Tokyo - The dollar faced further pressure in Asia on Thursday morning, extending losses seen in New York after the US Federal Reserve's surprise decision to keep its aggressive stimulus programme intact.
In morning trade, the greenback fetched 98.11 yen, down from 98.13 yen in New York on Wednesday where it had dropped from 99.19 in Tokyo before the Fed announcement.
The euro also advanced, buying $1.3523 in Tokyo - its highest level since February - against $1.3511 in New York, and well up from $1.3353 earlier on Wednesday.
The European currency also rose to 132.68 yen from 132.55 yen.
Investors had expected the US central bank to begin cutting down its $85-billion-per-month bond-buying programme following broadly upbeat data on the world's number one economy.

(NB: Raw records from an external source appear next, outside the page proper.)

//! Health endpoint tests driven through the router with `tower::ServiceExt`.

#![allow(clippy::unwrap_used)]

use std::sync::Arc;
use std::sync::atomic::{AtomicBool, Ordering};

use axum::body::Body;
use axum::http::{Request, StatusCode};
use globalobject_controller::health::{self, Readiness};
use gobj_store::{InMemoryBackend, StateStore};
use http_body_util::BodyExt;
use tower::ServiceExt;

async fn get(router: axum::Router, uri: &str) -> (StatusCode, serde_json::Value) {
    let response = router
        .oneshot(Request::builder().uri(uri).body(Body::empty()).unwrap())
        .await
        .unwrap();
    let status = response.status();
    let bytes = response.into_body().collect().await.unwrap().to_bytes();
    (status, serde_json::from_slice(&bytes).unwrap())
}

/// Given a controller that has not synced yet
/// When /healthz is requested
/// Then it answers ok with the package version
#[tokio::test]
async fn test_healthz_reports_version() {
    let readiness: Arc<dyn Readiness> = Arc::new(AtomicBool::new(false));
    let (status, body) = get(health::router(readiness), "/healthz").await;

    assert_eq!(status, StatusCode::OK);
    assert_eq!(body["status"], "ok");
    assert_eq!(body["version"], env!("CARGO_PKG_VERSION"));
}

/// Given a readiness flag
/// When it flips from false to true
/// Then /readyz moves from 503 to 200
#[tokio::test]
async fn test_readyz_follows_readiness() {
    let flag = Arc::new(AtomicBool::new(false));
    let router = health::router(Arc::clone(&flag) as Arc<dyn Readiness>);

    let (status, body) = get(router.clone(), "/readyz").await;
    assert_eq!(status, StatusCode::SERVICE_UNAVAILABLE);
    assert_eq!(body["status"], "not-ready");

    flag.store(true, Ordering::SeqCst);
    let (status, body) = get(router, "/readyz").await;
    assert_eq!(status, StatusCode::OK);
    assert_eq!(body["status"], "ready");
}

/// Given a connected state store
/// When /readyz is requested
/// Then the store reports ready
#[tokio::test]
async fn test_synced_store_is_ready() {
    let store = StateStore::connect(InMemoryBackend::new_arc()).await.unwrap();
    let router = health::router(Arc::clone(&store) as Arc<dyn Readiness>);
    let (status, _) = get(router, "/readyz").await;

    assert_eq!(status, StatusCode::OK);
    store.shutdown().await;
}

#[tokio::test]
async fn test_unknown_path_is_not_found() {
    let readiness: Arc<dyn Readiness> = Arc::new(AtomicBool::new(true));
    let response = health::router(readiness)
        .oneshot(Request::builder().uri("/metrics").body(Body::empty()).unwrap())
        .await
        .unwrap();
    assert_eq!(response.status(), StatusCode::NOT_FOUND);
}
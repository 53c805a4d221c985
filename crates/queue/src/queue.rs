//! Deduplicating work queue with in-progress tracking.
//!
//! A key is in at most one of three places: queued (waiting for `get`),
//! processing (handed out, waiting for `done`), or both queued-later and
//! processing (it was added again while in progress, and is re-queued when
//! `done` is called). This is what guarantees that no two workers ever hold
//! the same key at the same time.

use std::collections::{HashMap, HashSet, VecDeque};
use std::fmt::Debug;
use std::hash::Hash;
use std::sync::{Arc, Mutex, MutexGuard, PoisonError};
use std::time::Duration;

use gobj_core::{ExponentialBackoff, Stopper, stop_channel};
use tokio::sync::Notify;
use tokio::time::Instant;
use tracing::{debug, trace};

use crate::rate_limiter::RateLimiter;

/// A queued key and when it entered the queue.
#[derive(Debug)]
struct Request<K> {
    key: K,
    enqueued_at: Instant,
}

struct QueueState<K> {
    queue: VecDeque<Request<K>>,
    /// Keys that need processing, with the time they were first added.
    dirty: HashMap<K, Instant>,
    processing: HashSet<K>,
    limiter: RateLimiter<K>,
    shutting_down: bool,
}

struct Shared<K> {
    state: Mutex<QueueState<K>>,
    available: Notify,
    idle: Notify,
    stopper: Stopper,
}

/// Work queue of reconcile keys, cheap to clone and share between tasks.
pub struct WorkQueue<K> {
    shared: Arc<Shared<K>>,
}

impl<K> Clone for WorkQueue<K> {
    fn clone(&self) -> Self {
        Self {
            shared: Arc::clone(&self.shared),
        }
    }
}

impl<K> Default for WorkQueue<K>
where
    K: Clone + Eq + Hash + Debug + Send + Sync + 'static,
{
    fn default() -> Self {
        Self::new()
    }
}

impl<K> WorkQueue<K>
where
    K: Clone + Eq + Hash + Debug + Send + Sync + 'static,
{
    /// Create a queue with the default rate-limit backoff (5ms doubling to 1000s).
    pub fn new() -> Self {
        Self::with_backoff(ExponentialBackoff::default())
    }

    /// Create a queue whose rate-limited adds use `backoff`.
    pub fn with_backoff(backoff: ExponentialBackoff) -> Self {
        let (stopper, _) = stop_channel();
        Self {
            shared: Arc::new(Shared {
                state: Mutex::new(QueueState {
                    queue: VecDeque::new(),
                    dirty: HashMap::new(),
                    processing: HashSet::new(),
                    limiter: RateLimiter::new(backoff),
                    shutting_down: false,
                }),
                available: Notify::new(),
                idle: Notify::new(),
                stopper,
            }),
        }
    }

    fn lock(&self) -> MutexGuard<'_, QueueState<K>> {
        self.shared
            .state
            .lock()
            .unwrap_or_else(PoisonError::into_inner)
    }

    /// Queue `key` unless it is already waiting.
    ///
    /// A key that is currently being processed is remembered and re-queued
    /// by [`WorkQueue::done`]. Ignored after shutdown.
    pub fn add(&self, key: K) {
        let mut state = self.lock();
        if state.shutting_down {
            trace!(key = ?key, "Dropping add after shutdown");
            return;
        }
        if state.dirty.contains_key(&key) {
            return;
        }

        let now = Instant::now();
        state.dirty.insert(key.clone(), now);
        if state.processing.contains(&key) {
            trace!(key = ?key, "Key in progress, deferring until done");
            return;
        }
        state.queue.push_back(Request {
            key,
            enqueued_at: now,
        });
        drop(state);
        self.shared.available.notify_one();
    }

    /// Wait for the next key and mark it in progress.
    ///
    /// Returns `None` once the queue is shut down and nothing is left queued.
    pub async fn get(&self) -> Option<K> {
        loop {
            let notified = self.shared.available.notified();
            tokio::pin!(notified);
            notified.as_mut().enable();

            {
                let mut state = self.lock();
                if let Some(Request { key, enqueued_at }) = state.queue.pop_front() {
                    state.dirty.remove(&key);
                    state.processing.insert(key.clone());
                    trace!(key = ?key, waited = ?enqueued_at.elapsed(), "Dequeued");
                    return Some(key);
                }
                if state.shutting_down {
                    return None;
                }
            }

            notified.await;
        }
    }

    /// Mark `key` as finished, re-queueing it if it was added meanwhile.
    pub fn done(&self, key: &K) {
        let mut state = self.lock();
        state.processing.remove(key);

        let mut requeued = false;
        if let Some(enqueued_at) = state.dirty.get(key).copied() {
            state.queue.push_back(Request {
                key: key.clone(),
                enqueued_at,
            });
            requeued = true;
        }
        let drained = state.shutting_down && state.processing.is_empty();
        drop(state);

        if requeued {
            self.shared.available.notify_one();
        }
        if drained {
            self.shared.idle.notify_waiters();
        }
    }

    /// Re-add `key` after its per-key exponential backoff.
    pub fn add_rate_limited(&self, key: K) {
        let delay = self.lock().limiter.when(&key);
        debug!(key = ?key, delay = ?delay, "Rate-limited requeue");
        self.add_after(key, delay);
    }

    /// Add `key` once `delay` has passed. A zero delay adds immediately.
    pub fn add_after(&self, key: K, delay: Duration) {
        if self.is_shutting_down() {
            return;
        }
        if delay.is_zero() {
            self.add(key);
            return;
        }

        let queue = self.clone();
        let stop = self.shared.stopper.signal();
        tokio::spawn(async move {
            tokio::select! {
                () = stop.stopped() => {}
                () = tokio::time::sleep(delay) => queue.add(key),
            }
        });
    }

    /// Clear the failure history of `key`.
    pub fn forget(&self, key: &K) {
        self.lock().limiter.forget(key);
    }

    /// Rate-limited requeues of `key` since it was last forgotten.
    pub fn num_requeues(&self, key: &K) -> u32 {
        self.lock().limiter.num_requeues(key)
    }

    /// Number of keys waiting to be handed out.
    pub fn len(&self) -> usize {
        self.lock().queue.len()
    }

    /// Whether no key is waiting to be handed out.
    pub fn is_empty(&self) -> bool {
        self.lock().queue.is_empty()
    }

    /// Whether [`WorkQueue::shutdown`] has been called.
    pub fn is_shutting_down(&self) -> bool {
        self.lock().shutting_down
    }

    /// Stop accepting keys and wake every blocked `get`.
    ///
    /// Keys already queued are still handed out; pending delayed adds are
    /// dropped.
    pub fn shutdown(&self) {
        {
            let mut state = self.lock();
            if state.shutting_down {
                return;
            }
            state.shutting_down = true;
        }
        self.shared.stopper.stop();
        self.shared.available.notify_waiters();
        debug!("Work queue shutting down");
    }

    /// Shut down, then wait until every in-progress key is `done`.
    pub async fn shutdown_with_drain(&self) {
        self.shutdown();
        loop {
            let idle = self.shared.idle.notified();
            tokio::pin!(idle);
            idle.as_mut().enable();

            if self.lock().processing.is_empty() {
                return;
            }
            idle.await;
        }
    }
}

#[cfg(test)]
mod tests {
    #![allow(clippy::unwrap_used)]

    use super::*;

    #[tokio::test]
    async fn test_get_returns_insertion_order() {
        let queue = WorkQueue::new();
        queue.add("a");
        queue.add("b");
        queue.add("c");
        assert_eq!(queue.get().await, Some("a"));
        assert_eq!(queue.get().await, Some("b"));
        assert_eq!(queue.get().await, Some("c"));
    }

    #[tokio::test]
    async fn test_readd_while_processing_waits_for_done() {
        let queue = WorkQueue::new();
        queue.add("a");
        let key = queue.get().await.unwrap();

        queue.add("a");
        assert_eq!(queue.len(), 0);

        queue.done(&key);
        assert_eq!(queue.len(), 1);
        assert_eq!(queue.get().await, Some("a"));
    }

    #[tokio::test]
    async fn test_done_without_readd_leaves_queue_empty() {
        let queue = WorkQueue::new();
        queue.add("a");
        let key = queue.get().await.unwrap();
        queue.done(&key);
        assert!(queue.is_empty());
    }

    #[tokio::test(start_paused = true)]
    async fn test_add_after_delays_add() {
        let queue = WorkQueue::new();
        queue.add_after("a", Duration::from_secs(5));
        tokio::time::sleep(Duration::from_secs(4)).await;
        assert_eq!(queue.len(), 0);
        tokio::time::sleep(Duration::from_secs(2)).await;
        assert_eq!(queue.len(), 1);
    }

    #[tokio::test(start_paused = true)]
    async fn test_shutdown_cancels_delayed_adds() {
        let queue = WorkQueue::new();
        queue.add_after("a", Duration::from_secs(5));
        queue.shutdown();
        tokio::time::sleep(Duration::from_secs(10)).await;
        assert_eq!(queue.len(), 0);
        assert_eq!(queue.get().await, None);
    }
}
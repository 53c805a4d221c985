//! Maps store notifications to GlobalObject keys on the work queue.

use std::sync::Arc;

use gobj_core::{Object, ObjectKey, StopSignal};
use gobj_queue::WorkQueue;
use gobj_store::{Notification, StateStore, StoreSubscription};
use tracing::{debug, info, trace, warn};

/// The GlobalObject a changed object belongs to.
///
/// A GlobalObject maps to itself; a LocalObject to the owner reference of
/// kind `GlobalObject`, in the LocalObject's namespace. `None` when a
/// LocalObject has no such owner.
pub fn map_to_global(object: &Object) -> Option<ObjectKey> {
    match object {
        Object::GlobalObject(global) => Some(global.metadata.key()),
        Object::LocalObject(local) => local.owner_key(),
    }
}

/// Feeds the work queue from store notifications.
pub struct EventCorrelator {
    store: Arc<StateStore>,
    queue: WorkQueue<ObjectKey>,
}

impl EventCorrelator {
    /// Create a correlator enqueueing into `queue`.
    pub const fn new(store: Arc<StateStore>, queue: WorkQueue<ObjectKey>) -> Self {
        Self { store, queue }
    }

    /// Handle one notification.
    pub async fn handle(&self, notification: Notification) {
        match notification {
            Notification::Event(event) => match map_to_global(&event.object) {
                Some(key) => {
                    trace!(
                        event = ?event.event_type,
                        kind = %event.object.kind(),
                        object = %event.object.key(),
                        key = %key,
                        "Enqueueing owner"
                    );
                    self.queue.add(key);
                }
                None => warn!(
                    kind = %event.object.kind(),
                    object = %event.object.key(),
                    "LocalObject has no GlobalObject owner reference, skipping"
                ),
            },
            Notification::Malformed { kind, reason } => {
                warn!(kind = %kind, reason = %reason, "Skipping malformed event");
            }
            Notification::Resync(kind) => {
                let count = self.enqueue_all().await;
                info!(kind = %kind, count, "Resynced after relist");
            }
            Notification::Lagged(missed) => {
                let count = self.enqueue_all().await;
                warn!(missed, count, "Missed notifications, enqueued every GlobalObject");
            }
        }
    }

    /// Enqueue every cached GlobalObject. Returns how many keys were added.
    pub async fn enqueue_all(&self) -> usize {
        let keys = self.store.global_keys().await;
        let count = keys.len();
        for key in keys {
            self.queue.add(key);
        }
        count
    }

    /// Handle notifications until `stop` fires or the store goes away.
    pub async fn run(self, mut subscription: StoreSubscription, stop: StopSignal) {
        debug!("Event correlator started");
        loop {
            let notification = tokio::select! {
                () = stop.stopped() => break,
                notification = subscription.recv() => notification,
            };
            match notification {
                Some(notification) => self.handle(notification).await,
                None => break,
            }
        }
        debug!("Event correlator stopped");
    }
}
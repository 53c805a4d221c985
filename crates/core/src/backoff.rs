//! Exponential backoff with an optional jitter.
//!
//! Delay formula: `min(base * 2^attempt, max)`, then stretched by up to
//! `jitter * delay` when jitter is enabled.

use std::time::Duration;

use rand::Rng;
use serde::{Deserialize, Serialize};

const DEFAULT_BASE_DELAY: Duration = Duration::from_millis(5);
const DEFAULT_MAX_DELAY: Duration = Duration::from_secs(1000);

/// Backoff policy shared by the work queue and the watch reflector.
#[derive(Debug, Clone, Copy, PartialEq, Serialize, Deserialize)]
pub struct ExponentialBackoff {
    /// Delay after the first failure.
    #[serde(with = "crate::serde_duration::millis", default = "default_base_delay")]
    pub base_delay: Duration,
    /// Cap on the delay.
    #[serde(with = "crate::serde_duration::millis", default = "default_max_delay")]
    pub max_delay: Duration,
    /// Fraction of the delay added at random (0.0 disables jitter).
    #[serde(default)]
    pub jitter: f64,
}

impl Default for ExponentialBackoff {
    fn default() -> Self {
        Self {
            base_delay: DEFAULT_BASE_DELAY,
            max_delay: DEFAULT_MAX_DELAY,
            jitter: 0.0,
        }
    }
}

impl ExponentialBackoff {
    /// Create a backoff without jitter.
    pub const fn new(base_delay: Duration, max_delay: Duration) -> Self {
        Self {
            base_delay,
            max_delay,
            jitter: 0.0,
        }
    }

    /// Set the jitter factor.
    #[must_use]
    pub const fn with_jitter(mut self, jitter: f64) -> Self {
        self.jitter = jitter;
        self
    }

    /// Delay for the given 0-indexed attempt.
    pub fn delay(&self, attempt: u32) -> Duration {
        let factor = 1u32.checked_shl(attempt).unwrap_or(u32::MAX);
        let capped = self
            .base_delay
            .checked_mul(factor)
            .map_or(self.max_delay, |d| d.min(self.max_delay));

        if self.jitter > 0.0 {
            let stretch = rand::thread_rng().gen_range(0.0..=self.jitter);
            capped.mul_f64(1.0 + stretch)
        } else {
            capped
        }
    }
}

const fn default_base_delay() -> Duration {
    DEFAULT_BASE_DELAY
}

const fn default_max_delay() -> Duration {
    DEFAULT_MAX_DELAY
}
use std::{future::Future, time::Duration};

use {
    async_trait::async_trait,
    secrecy::ExposeSecret,
    teloxide::{
        RequestError,
        payloads::SendMessageSetters,
        prelude::*,
        types::{ChatId, ParseMode, Recipient},
    },
    tracing::{debug, warn},
};

use {
    reshare_channels::{Error, Publisher, Result},
    reshare_common::types::Event,
};

use crate::{CHANNEL_NAME, config::TelegramConfig};

const TELEGRAM_RETRY_AFTER_MAX_RETRIES: usize = 4;

/// Sends messages to one Telegram chat through the Bot API.
pub struct TelegramPublisher {
    bot: Bot,
    chat: Recipient,
    username: Option<String>,
}

impl TelegramPublisher {
    pub fn new(config: TelegramConfig) -> Result<Self> {
        let mut bot = Bot::new(config.token.expose_secret());
        if let Some(api_url) = &config.api_url {
            let url = reqwest::Url::parse(api_url)
                .map_err(|e| Error::external(format!("invalid api_url {api_url}"), e))?;
            bot = bot.set_api_url(url);
        }
        Ok(Self {
            bot,
            chat: parse_recipient(&config.chat_id),
            username: config.username,
        })
    }

    async fn run_with_retry<T, F, Fut>(
        &self,
        operation: &'static str,
        mut request: F,
    ) -> std::result::Result<T, RequestError>
    where
        F: FnMut() -> Fut,
        Fut: Future<Output = std::result::Result<T, RequestError>>,
    {
        let mut retries = 0usize;

        loop {
            match request().await {
                Ok(value) => return Ok(value),
                Err(err) => {
                    let Some(wait) = retry_after_duration(&err) else {
                        return Err(err);
                    };
                    if retries >= TELEGRAM_RETRY_AFTER_MAX_RETRIES {
                        warn!(
                            operation,
                            retries,
                            retry_after_secs = wait.as_secs(),
                            "telegram rate limit persisted after retries"
                        );
                        return Err(err);
                    }
                    retries += 1;
                    warn!(
                        operation,
                        retries,
                        retry_after_secs = wait.as_secs(),
                        "telegram rate limited, waiting before retry"
                    );
                    tokio::time::sleep(wait).await;
                },
            }
        }
    }
}

#[async_trait]
impl Publisher for TelegramPublisher {
    fn name(&self) -> &str {
        CHANNEL_NAME
    }

    async fn validate_credentials(&self) -> Result<()> {
        let me = match self
            .run_with_retry("get me", || {
                let req = self.bot.get_me();
                async move { req.await }
            })
            .await
        {
            Ok(me) => me,
            Err(RequestError::Api(e)) => {
                debug!(error = %e, "telegram rejected bot token");
                return Err(Error::invalid_credentials("Invalid credentials"));
            },
            Err(e) => return Err(Error::external("telegram getMe", e)),
        };

        if let Some(expected) = &self.username
            && me.user.username.as_deref() != Some(expected.trim_start_matches('@'))
        {
            return Err(Error::invalid_credentials(format!(
                "Invalid credentials: bot username is {}, expected {expected}",
                me.user.username.as_deref().unwrap_or("<none>")
            )));
        }
        Ok(())
    }

    async fn send(&self, message: &str, event: Option<&Event>) -> Result<()> {
        let event_id = event.map(|e| e.id().to_string());
        let html = self
            .run_with_retry("send message (html)", || {
                let req = self
                    .bot
                    .send_message(self.chat.clone(), message)
                    .parse_mode(ParseMode::Html);
                async move { req.await }
            })
            .await;

        match html {
            Ok(_) => Ok(()),
            Err(RequestError::Api(e)) => {
                warn!(
                    event_id = event_id.as_deref(),
                    error = %e,
                    "telegram HTML send failed, retrying as plain text"
                );
                self.run_with_retry("send message (plain)", || {
                    let req = self.bot.send_message(self.chat.clone(), message);
                    async move { req.await }
                })
                .await
                .map(|_| ())
                .map_err(|e| Error::send(e.to_string()))
            },
            Err(e) => Err(Error::send(e.to_string())),
        }
    }
}

/// Numeric ids address chats directly, anything else is a public
/// `@channelname`.
fn parse_recipient(chat_id: &str) -> Recipient {
    let chat_id = chat_id.trim();
    match chat_id.parse::<i64>() {
        Ok(id) => Recipient::Id(ChatId(id)),
        Err(_) if chat_id.starts_with('@') => Recipient::ChannelUsername(chat_id.to_string()),
        Err(_) => Recipient::ChannelUsername(format!("@{chat_id}")),
    }
}

fn retry_after_duration(error: &RequestError) -> Option<Duration> {
    match error {
        RequestError::RetryAfter(wait) => Some(wait.duration()),
        _ => None,
    }
}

However, the bank instead lowered its growth forecast for 2013 and 2014, while its chairman Ben Bernanke warned of possibly “very serious consequences” from a brewing political battle in Washington over a new budget and the debt ceiling.
However, he said the Fed could still taper the programme later this year if the outlook improves.
The decision will have raised some eyebrows in markets, National Australia Bank said in a note on Thursday.
“For the Fed, it is difficult to avoid the conclusion that it has completely messed up its communication policy. We are now back to watching the incoming data,” it said.
“And crucially there is only one (jobs data) release before the next (policy) meeting on October 29-30,” it said.
The news also boosted higher-yielding, riskier currencies in emerging markets, which suffered heavy selling in August as foreign investors fled to the United States expecting interest rates there to rise.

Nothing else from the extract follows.